I can see what you’re saying here, but I don’t think it’s just as rational to believe for example that God wants you to go to Church on Sundays as it is that God wants you to murder the infidel. For one, going to Church once a week won’t put you in mortal danger and doesn’t involve over half of the population of the county (with all the predictable results concerning your own wellbeing and that of your family). A fairly irrelevant belief can be sustained without much evidence. A belief that demands extraordinary measures and dangers should require very good evidence.
Yes indeed.
Why is it less rational to believe that God wants to you make massive self-sacrifices for His benefit? Most religions teach this. Martyrs are praised in mainline christianity too, you realize.
The sort of rational analysis you’re doing is, from a religious perspective, cherry-picking and perverting the dogma with an eye to selfishly game the system. Done under its own rules, religion takes the rationality out of the question entirely, leaving you with a book that says both “go to church” and “kill the infidel” with equal (zero) support. Theistically, the argument for one is no better than the argument for the other.
I was going by the youtube title. The title of the show is:
The Root of All Evil? - The God Delusion
I’m not saying they don’t have exactly the same evidence, I’m saying depriving other people from their lives, their health or whatever or effectively killing yourself requires more evidence than denying yourself a sunday off. From a rational perspective.
Yet orders of magnitudes more people go to Church on Sunday than shoot abortion doctors or give all their wealth to the destitute and wait for the rapture. There’s no reason to assume believers in practice don’t see the difference. My guess is, they’re either not all that sure about their beliefs, or they do indeed selfishly pick and choose what they think is practical and sustainable.
Not to absolve Dawkins on that entirely, but he’s stated he objected to the “Root of all evil?” title, and the broadcaster who funded the program pushed it through. If you read the book, it’s certainly not cast as if religion is the only source of evil.
So your point is that when religion has a weaker hold on its adherents, it’s not as dangerous as when the religion is a more powerful influence? I’d agree. Most people are not fanatics. (Not that you need to be a fanatic to do something that’s convenient for you, like marginalizing gay people.)

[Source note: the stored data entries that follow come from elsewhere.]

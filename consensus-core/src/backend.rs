//! Boundary to the collaborators the core drives but does not implement:
//! block building and validation, signing, gossip, and block commit.
//!
//! All calls are synchronous on the consensus thread. A commit request is
//! answered later with `ConsensusEvent::CommitConfirmed`.

use {
    crate::{
        committee::Committee,
        error::BackendError,
        types::{CommittedSeal, ProposedBlock},
    },
    solana_pubkey::Pubkey,
    solana_signature::Signature,
    std::{sync::Arc, time::Duration},
};

pub trait ConsensusBackend {
    /// Address this node signs as.
    fn address(&self) -> Pubkey;

    /// Semantic validation of a proposed block. `Ok` carries the time the
    /// check took.
    fn verify_proposal(&self, block: &ProposedBlock) -> Result<Duration, BackendError>;

    fn sign(&self, payload: &[u8]) -> Result<Signature, BackendError>;

    /// Gossip an encoded envelope to the committee. Failures are logged by
    /// the caller and never stall the state machine.
    fn broadcast(&self, committee: &Committee, payload: Vec<u8>) -> Result<(), BackendError>;

    /// Hand a decided block and its quorum of seals to the chain.
    fn commit(
        &self,
        block: &ProposedBlock,
        round: u32,
        seals: Vec<CommittedSeal>,
    ) -> Result<(), BackendError>;

    fn committee_for_height(&self, height: u64) -> Result<Committee, BackendError>;

    /// Build a fresh block to propose at `height`.
    fn candidate_block(&self, height: u64) -> Result<ProposedBlock, BackendError>;
}

impl<T: ConsensusBackend + ?Sized> ConsensusBackend for Arc<T> {
    fn address(&self) -> Pubkey {
        (**self).address()
    }

    fn verify_proposal(&self, block: &ProposedBlock) -> Result<Duration, BackendError> {
        (**self).verify_proposal(block)
    }

    fn sign(&self, payload: &[u8]) -> Result<Signature, BackendError> {
        (**self).sign(payload)
    }

    fn broadcast(&self, committee: &Committee, payload: Vec<u8>) -> Result<(), BackendError> {
        (**self).broadcast(committee, payload)
    }

    fn commit(
        &self,
        block: &ProposedBlock,
        round: u32,
        seals: Vec<CommittedSeal>,
    ) -> Result<(), BackendError> {
        (**self).commit(block, round, seals)
    }

    fn committee_for_height(&self, height: u64) -> Result<Committee, BackendError> {
        (**self).committee_for_height(height)
    }

    fn candidate_block(&self, height: u64) -> Result<ProposedBlock, BackendError> {
        (**self).candidate_block(height)
    }
}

Thing is though this reads to me as an argument that religion is more dangerous, not less: the more we can supplant it with rationality the better, until it disappears entirely, for all our sakes.
Interesting. I don’t know, even by reputation, of anyone who thinks a lump of cells has more rights than {an adult human being}. The most rights anyone’s prepared to extend to said clump is the right not to be summarily done to death; if you truly think you live your life with fewer rights than that, I pity you.
‘No abortions, not even for medical reasons!’
Well, then I think I stated my case convincingly overall.
But I want to state one caveat, mostly directed at the kinds of arguments that ITR Champion likes to make: getting rid of religion (voluntarily and convincingly) will not get rid of barbarism. It’ll just remove one important irrational reason for committing or condoning stupidity, hate and violence. There’s no reason it can’t be replaced by something just as bad and irrational. It just increases the chances that things will get a little better.
I don’t see it. Rationality is inherently rooted in evidence; by definition, rationality is the act of using reason to arrive at conclusions. Belieiving that an invisible man on the sky is giving you orders to do things is unreasonable.
Going to church on Sunday is certainly innocuous, while committing acts of terrorism is evil. They aren’t morally equivalent in any way. But one isn’t any more rational than the other; they both proceed from a belief in the infallabile truth of various books of mythology.
The thing is, whatever believers may claim, I don’t actually think even a percent of them thinks their respective holy books are infallible and unambiguous. All of them pick and choose, based on a mixture of reason, moral judgments, personal preference, creative interpretation, peer pressure and ignorance of the actual text.